The report details 21 consultants having left the UK in 2013 with an overall exodus of 78 since 2008.
Within the report details of a survey reveal that consultants on average plan to retire at 60 with the current job not compatible with advancing age. “Doing four nights in a row when you are 50 or 55 is physically impossible,” said Dr Antoine Azzi, a specialist registrar working at Queen’s at the very end of his training and soon to be a consultant.
He hopes for a less intense workload as a consultant, but it appears that is not going to be the case. The report said that 40% of the consultant workforce were on call one night in every six. The average age of emergency medicine consultants is 43 and the survey showed most plan to retire at 60.
The things that make a difference include access to training, which provides juniors with skills they need and reduces a layer of stress.
Before she left, Furse, like many other consultants, was dedicated to improving the working lives of her trainees and colleagues.
On one occasion I placed a chest drain into a patient with a spontaneous pneumothorax – a collection of air between the lung and the chest wall. If I failed, he could go into respiratory arrest, which could lead to death.
Furse stood by, calm and instructive. “Get it in quick, Saleyha,” was all she said.
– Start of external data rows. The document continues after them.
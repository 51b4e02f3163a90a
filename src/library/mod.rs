use serde::{Deserialize, Serialize};

pub mod navigator;

const DEFAULT_FILE_ICON: &str = "📦";
const DEFAULT_FILE_CATEGORY: &str = "Other";

/// One file or folder of the remote library, as served by `GET /library`.
#[derive(Debug, Clone, PartialEq, Serialize, Deserialize)]
pub struct LibraryEntry {
    pub name: String,
    pub path: String,
    #[serde(flatten)]
    pub kind: EntryKind,
}

#[derive(Debug, Clone, PartialEq, Serialize, Deserialize)]
#[serde(tag = "type", rename_all = "snake_case")]
pub enum EntryKind {
    Folder {
        #[serde(default)]
        children: Vec<LibraryEntry>,
    },
    File {
        #[serde(default)]
        size: u64,
        #[serde(default)]
        size_human: Option<String>,
        #[serde(default = "default_category")]
        category: String,
        #[serde(default = "default_icon")]
        icon: String,
    },
}

fn default_category() -> String {
    DEFAULT_FILE_CATEGORY.to_string()
}

fn default_icon() -> String {
    DEFAULT_FILE_ICON.to_string()
}

impl LibraryEntry {
    pub fn is_folder(&self) -> bool {
        matches!(self.kind, EntryKind::Folder { .. })
    }

    pub fn children(&self) -> &[LibraryEntry] {
        match &self.kind {
            EntryKind::Folder { children } => children,
            EntryKind::File { .. } => &[],
        }
    }

    /// Lower-cased text after the last dot, or the whole name when there is none.
    pub fn extension(&self) -> String {
        self.name
            .rsplit('.')
            .next()
            .unwrap_or_default()
            .to_ascii_lowercase()
    }
}

/// How a file should be handed to the user once clicked.
#[derive(Debug, Clone, Copy, PartialEq, Eq)]
pub enum FileAction {
    OpenInViewer,
    PreviewImage,
    PlayVideo,
    Download,
}

impl FileAction {
    pub fn for_entry(entry: &LibraryEntry) -> Self {
        match entry.extension().as_str() {
            "pdf" | "txt" => Self::OpenInViewer,
            "jpg" | "jpeg" | "png" | "gif" | "svg" => Self::PreviewImage,
            "mp4" | "webm" | "avi" | "mkv" => Self::PlayVideo,
            _ => Self::Download,
        }
    }

    pub fn label(self) -> &'static str {
        match self {
            Self::OpenInViewer => "open",
            Self::PreviewImage => "image preview",
            Self::PlayVideo => "video player",
            Self::Download => "download",
        }
    }
}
I urged the drain’s tube into his chest and the moment I saw the swinging bubble of the drain, signalling a successful placement I allowed myself to breathe and the patient was stabilised.
Moments like that are what makes being a doctor count but opportunities for training are few as workload grows.
The constant turnover of new junior doctors hits the department, too. Most junior doctors who spend six months in A&E leave at the end of their assignment with a lot of experience, but they are relieved to be going and they won’t be coming back.
Mann says: “They come and do their six-month attachment and at the end say, “Thank you very much, it was interesting but I am moving on because it nearly killed me.'”
There is a quote from Hippocrates that says: “Where there is a love of medicine, there is a love of humanity.” I see this every day to some degree in A&E. Before she left Furse reminded us during a teaching session: “Patients are key to everything we do and if you stop caring about them – well you should not be here any more.”
Looking back on diary entries related to shifts I did last year during the spell when I was having palpitations I was reminded why I put myself through it. It’s what makes us go back the next day no matter how awful the shift has been.
I wrote: “It was hard, I am tired and I was pushed but I feel alive. Today counted. I cared for patients and they remained the main focus of my day. Nothing else. Patients arrive here to be seen on possibly the worst days of their lives and through them we learn so much about our art. They teach us how to be doctors. As I walked into work today I was hit by reflection of all the patients who have left their mark – the ones that didn’t make it.
“They stay with you, like companions. I shared the last few hours of their lives with them … forming a bond that transcends into something almost spiritual even for those that don’t believe. Above all else, that is what counts and it remains a privilege.